== Exercise ==
Exactly reproduce each record listed below.

┄┄┄┄┄┄┄┄┄┄

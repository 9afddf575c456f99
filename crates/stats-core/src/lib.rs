//! # stats-core
//!
//! Domain layer containing the period value object, member counter entities,
//! reaction notification types, and the member store port.
//! This crate has zero dependencies on infrastructure (database, web framework, etc.).

pub mod entities;
pub mod error;
pub mod traits;
pub mod value_objects;

// Re-export commonly used types at crate root
pub use entities::{
    CounterDelta, CounterPatch, Leaderboard, Member, ReactionEventKind, ReactionKind,
    ReactionNotification, DISLIKE_TOKEN, LIKE_TOKEN, SLACKBOT_IDENTITY,
};
pub use error::DomainError;
pub use traits::{MemberRepository, RepoResult};
pub use value_objects::Period;
//! Slack handlers
//!
//! Events API intake and the monthly update trigger.

use axum::{
    body::Bytes,
    extract::State,
    http::{header, HeaderMap, StatusCode},
    response::{IntoResponse, Response},
    Json,
};
use chrono::Utc;
use stats_service::dto::{MonthlyUpdateForm, MonthlyUpdateResponse};
use stats_service::{MonthlyReportService, ReactionReconciler};
use tracing::{debug, warn};

use crate::extractors::ValidatedForm;
use crate::response::{ApiError, ApiResult};
use crate::slack::EventEnvelope;
use crate::state::AppState;

/// Slack Events API endpoint
///
/// POST /slack/events
///
/// Answers the `url_verification` handshake and reconciles reaction events.
/// Any other event type is acknowledged and dropped. When a signing secret is
/// configured, requests must carry a valid `X-Slack-Signature` (401 otherwise).
pub async fn handle_events(
    State(state): State<AppState>,
    headers: HeaderMap,
    body: Bytes,
) -> ApiResult<Response> {
    if let Some(verifier) = state.verifier() {
        verifier.verify(&headers, &body, Utc::now()).map_err(|e| {
            warn!(error = %e, "Rejected Slack request");
            ApiError::Unauthorized(e)
        })?;
    }

    let envelope: EventEnvelope =
        serde_json::from_slice(&body).map_err(|e| ApiError::invalid_body(e.to_string()))?;

    match envelope {
        EventEnvelope::UrlVerification { challenge } => {
            Ok(([(header::CONTENT_TYPE, "text/plain")], challenge).into_response())
        }
        EventEnvelope::EventCallback { event } => {
            if let Some(notification) = event.into_notification() {
                let outcome = ReactionReconciler::new(state.service_context())
                    .reconcile(&notification, Utc::now())
                    .await?;
                debug!(?outcome, "Reaction event handled");
            }
            Ok(StatusCode::OK.into_response())
        }
        EventEnvelope::Other => Ok(StatusCode::OK.into_response()),
    }
}

/// Build and post the monthly report
///
/// POST /slack/monthly-update
///
/// Form field `date` (`YYYY-MM`) selects the period; the previous month when
/// omitted.
pub async fn monthly_update(
    State(state): State<AppState>,
    ValidatedForm(form): ValidatedForm<MonthlyUpdateForm>,
) -> ApiResult<Json<MonthlyUpdateResponse>> {
    let period = form.period(Utc::now())?;

    let service = MonthlyReportService::new(state.service_context());
    let report = service.publish_for(period).await?;

    Ok(Json(MonthlyUpdateResponse::from(&report)))
}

┄┄┄┄┄┄┄┄┄┄

== Finished task ==
repository 9afddf575c456f99
filename crates/stats-core/src/lib.rs
//! # stats-core
//!
//! Domain layer containing the period value object, member counter entities,
//! reaction notification types, and the member store port.
//! This crate has zero dependencies on infrastructure (database, web framework, etc.).

pub mod entities;
pub mod error;
pub mod traits;
pub mod value_objects;

// Re-export commonly used types at crate root
pub use entities::{
    CounterDelta, CounterPatch, Leaderboard, Member, ReactionEventKind, ReactionKind,
    ReactionNotification, DISLIKE_TOKEN, LIKE_TOKEN, SLACKBOT_IDENTITY,
};
pub use error::DomainError;
pub use traits::{MemberRepository, RepoResult};
pub use value_objects::Period;
//! Slack handlers
//!
//! Events API intake and the monthly update trigger.

use axum::{
    body::Bytes,
    extract::State,
    http::{header, HeaderMap, StatusCode},
    response::{IntoResponse, Response},
    Json,
};
use chrono::Utc;
use stats_service::dto::{MonthlyUpdateForm, MonthlyUpdateResponse};
use stats_service::{MonthlyReportService, ReactionReconciler};
use tracing::{debug, warn};

use crate::extractors::ValidatedForm;
use crate::response::{ApiError, ApiResult};
use crate::slack::EventEnvelope;
use crate::state::AppState;

/// Slack Events API endpoint
///
/// POST /slack/events
///
/// Answers the `url_verification` handshake and reconciles reaction events.
/// Any other event type is acknowledged and dropped. When a signing secret is
/// configured, requests must carry a valid `X-Slack-Signature` (401 otherwise).
pub async fn handle_events(
    State(state): State<AppState>,
    headers: HeaderMap,
    body: Bytes,
) -> ApiResult<Response> {
    if let Some(verifier) = state.verifier() {
        verifier.verify(&headers, &body, Utc::now()).map_err(|e| {
            warn!(error = %e, "Rejected Slack request");
            ApiError::Unauthorized(e)
        })?;
    }

    let envelope: EventEnvelope =
        serde_json::from_slice(&body).map_err(|e| ApiError::invalid_body(e.to_string()))?;

    match envelope {
        EventEnvelope::UrlVerification { challenge } => {
            Ok(([(header::CONTENT_TYPE, "text/plain")], challenge).into_response())
        }
        EventEnvelope::EventCallback { event } => {
            if let Some(notification) = event.into_notification() {
                let outcome = ReactionReconciler::new(state.service_context())
                    .reconcile(&notification, Utc::now())
                    .await?;
                debug!(?outcome, "Reaction event handled");
            }
            Ok(StatusCode::OK.into_response())
        }
        EventEnvelope::Other => Ok(StatusCode::OK.into_response()),
    }
}

/// Build and post the monthly report
///
/// POST /slack/monthly-update
///
/// Form field `date` (`YYYY-MM`) selects the period; the previous month when
/// omitted.
pub async fn monthly_update(
    State(state): State<AppState>,
    ValidatedForm(form): ValidatedForm<MonthlyUpdateForm>,
) -> ApiResult<Json<MonthlyUpdateResponse>> {
    let period = form.period(Utc::now())?;

    let service = MonthlyReportService::new(state.service_context());
    let report = service.publish_for(period).await?;

    Ok(Json(MonthlyUpdateResponse::from(&report)))
}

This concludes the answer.